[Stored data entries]
//! Source documents and the text-extraction seam.
//!
//! Extraction is a collaborator: the pipeline only needs plain text plus a metadata record.
//! [`PlainTextExtractor`] covers text files whose pages are separated by form feeds; richer
//! formats plug in through [`TextExtractor`].

use serde::{Deserialize, Serialize};
use std::path::{Path, PathBuf};
use thiserror::Error;

const PAGE_SEPARATOR: char = '\u{000C}';

/// Errors raised while reading a source document. Always fatal to the request.
#[derive(Debug, Error)]
pub enum ExtractionError {
    /// The document could not be read from disk.
    #[error("failed to read document '{path}': {source}")]
    Io {
        /// Path we attempted to read.
        path: PathBuf,
        /// Underlying I/O error.
        #[source]
        source: std::io::Error,
    },
    /// The document bytes were not valid UTF-8 text.
    #[error("document '{path}' is not valid UTF-8 text")]
    InvalidEncoding {
        /// Path of the offending document.
        path: PathBuf,
    },
}

/// Descriptive metadata accompanying a document.
#[derive(Debug, Clone, Default, PartialEq, Eq, Serialize, Deserialize)]
pub struct DocumentMetadata {
    /// Document title.
    pub title: Option<String>,
    /// Document author.
    pub author: Option<String>,
    /// Subject line.
    pub subject: Option<String>,
    /// Free-form keyword list.
    pub keywords: Option<String>,
    /// Creation timestamp as reported by the source.
    pub creation_date: Option<String>,
    /// Last modification timestamp as reported by the source.
    pub modification_date: Option<String>,
    /// Number of pages in the source document.
    pub page_count: usize,
}

impl DocumentMetadata {
    /// Title for prompt rendering, `Unknown` when absent.
    pub fn display_title(&self) -> &str {
        non_blank(self.title.as_deref()).unwrap_or("Unknown")
    }

    /// Author for prompt rendering, `Unknown` when absent.
    pub fn display_author(&self) -> &str {
        non_blank(self.author.as_deref()).unwrap_or("Unknown")
    }

    /// Keywords for prompt rendering, empty when absent.
    pub fn display_keywords(&self) -> &str {
        non_blank(self.keywords.as_deref()).unwrap_or("")
    }

    /// Page count for prompt rendering, `Unknown` when no pages were reported.
    pub fn display_page_count(&self) -> String {
        if self.page_count == 0 {
            "Unknown".to_string()
        } else {
            self.page_count.to_string()
        }
    }
}

fn non_blank(value: Option<&str>) -> Option<&str> {
    value.map(str::trim).filter(|value| !value.is_empty())
}

/// Raw text plus metadata for one summarization request.
#[derive(Debug, Clone, PartialEq, Eq)]
pub struct Document {
    text: String,
    metadata: DocumentMetadata,
}

impl Document {
    /// Build a document from already-extracted text.
    pub fn new(text: impl Into<String>, metadata: DocumentMetadata) -> Self {
        Self {
            text: text.into(),
            metadata,
        }
    }

    /// Full document text.
    pub fn text(&self) -> &str {
        &self.text
    }

    /// Document metadata.
    pub fn metadata(&self) -> &DocumentMetadata {
        &self.metadata
    }
}

/// Source of document text and metadata.
pub trait TextExtractor: Send + Sync {
    /// Read the document at `path`.
    fn extract(&self, path: &Path) -> Result<Document, ExtractionError>;
}

/// Extractor for UTF-8 text files using form feeds as page breaks.
///
/// Each non-blank page is prefixed with `[Page N] ` (1-based, counted over all pages) and the
/// retained pages are joined by a blank line, which also gives the chunker a paragraph break
/// between pages. The title defaults to the file stem.
#[derive(Debug, Clone, Copy, Default)]
pub struct PlainTextExtractor;

impl PlainTextExtractor {
    /// Construct the extractor.
    pub const fn new() -> Self {
        Self
    }

    /// Turn raw text into a [`Document`], as if it had been read from `path`.
    pub fn from_text(raw: &str, path: &Path) -> Document {
        let pages: Vec<&str> = raw.split(PAGE_SEPARATOR).collect();
        let text = pages
            .iter()
            .enumerate()
            .filter(|(_, page)| !page.trim().is_empty())
            .map(|(index, page)| format!("[Page {}] {}", index + 1, page))
            .collect::<Vec<_>>()
            .join("\n\n");

        let title = path
            .file_stem()
            .map(|stem| stem.to_string_lossy().into_owned())
            .filter(|stem| !stem.is_empty());

        let metadata = DocumentMetadata {
            title,
            page_count: if raw.is_empty() { 0 } else { pages.len() },
            ..DocumentMetadata::default()
        };

        Document::new(text, metadata)
    }
}

impl TextExtractor for PlainTextExtractor {
    fn extract(&self, path: &Path) -> Result<Document, ExtractionError> {
        let bytes = std::fs::read(path).map_err(|source| ExtractionError::Io {
            path: path.to_path_buf(),
            source,
        })?;
        let raw = String::from_utf8(bytes).map_err(|_| ExtractionError::InvalidEncoding {
            path: path.to_path_buf(),
        })?;
        let document = Self::from_text(&raw, path);
        tracing::debug!(
            path = %path.display(),
            pages = document.metadata().page_count,
            chars = document.text().chars().count(),
            "Extracted document text"
        );
        Ok(document)
    }
}

#[cfg(test)]
mod tests {
    use super::*;
    use std::io::Write;

    #[test]
    fn pages_are_prefixed_and_blank_pages_skipped() {
        let document = PlainTextExtractor::from_text(
            "first page\u{000C}  \u{000C}third page",
            Path::new("report.txt"),
        );
        assert_eq!(
            document.text(),
            "[Page 1] first page\n\n[Page 3] third page"
        );
        assert_eq!(document.metadata().page_count, 3);
        assert_eq!(document.metadata().title.as_deref(), Some("report"));
    }

    #[test]
    fn empty_text_has_no_pages() {
        let document = PlainTextExtractor::from_text("", Path::new("empty.txt"));
        assert_eq!(document.text(), "");
        assert_eq!(document.metadata().page_count, 0);
    }

    #[test]
    fn metadata_display_defaults() {
        let metadata = DocumentMetadata {
            title: Some("  ".into()),
            ..DocumentMetadata::default()
        };
        assert_eq!(metadata.display_title(), "Unknown");
        assert_eq!(metadata.display_author(), "Unknown");
        assert_eq!(metadata.display_keywords(), "");
        assert_eq!(metadata.display_page_count(), "Unknown");
    }

    #[test]
    fn extract_reads_file_from_disk() {
        let mut file = tempfile::Builder::new()
            .suffix(".txt")
            .tempfile()
            .expect("temp file");
        write!(file, "Intro\u{000C}Body").expect("write");

        let document = PlainTextExtractor::new()
            .extract(file.path())
            .expect("extract");
        assert_eq!(document.text(), "[Page 1] Intro\n\n[Page 2] Body");
        assert_eq!(document.metadata().page_count, 2);
    }

    #[test]
    fn extract_reports_missing_and_binary_files() {
        let missing = PlainTextExtractor::new()
            .extract(Path::new("/definitely/not/here.txt"))
            .unwrap_err();
        assert!(matches!(missing, ExtractionError::Io { .. }));

        let mut file = tempfile::NamedTempFile::new().expect("temp file");
        file.write_all(&[0xff, 0xfe, 0x00]).expect("write");
        let binary = PlainTextExtractor::new().extract(file.path()).unwrap_err();
        assert!(matches!(binary, ExtractionError::InvalidEncoding { .. }));
    }
}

_TASK DETAILS:_
Only lines with the word "plus" count here; copy every one from the records.

_THE ANSWER:_
//! Extraction is a collaborator: the pipeline only needs plain text plus a metadata record.
/// Raw text plus metadata for one summarization request.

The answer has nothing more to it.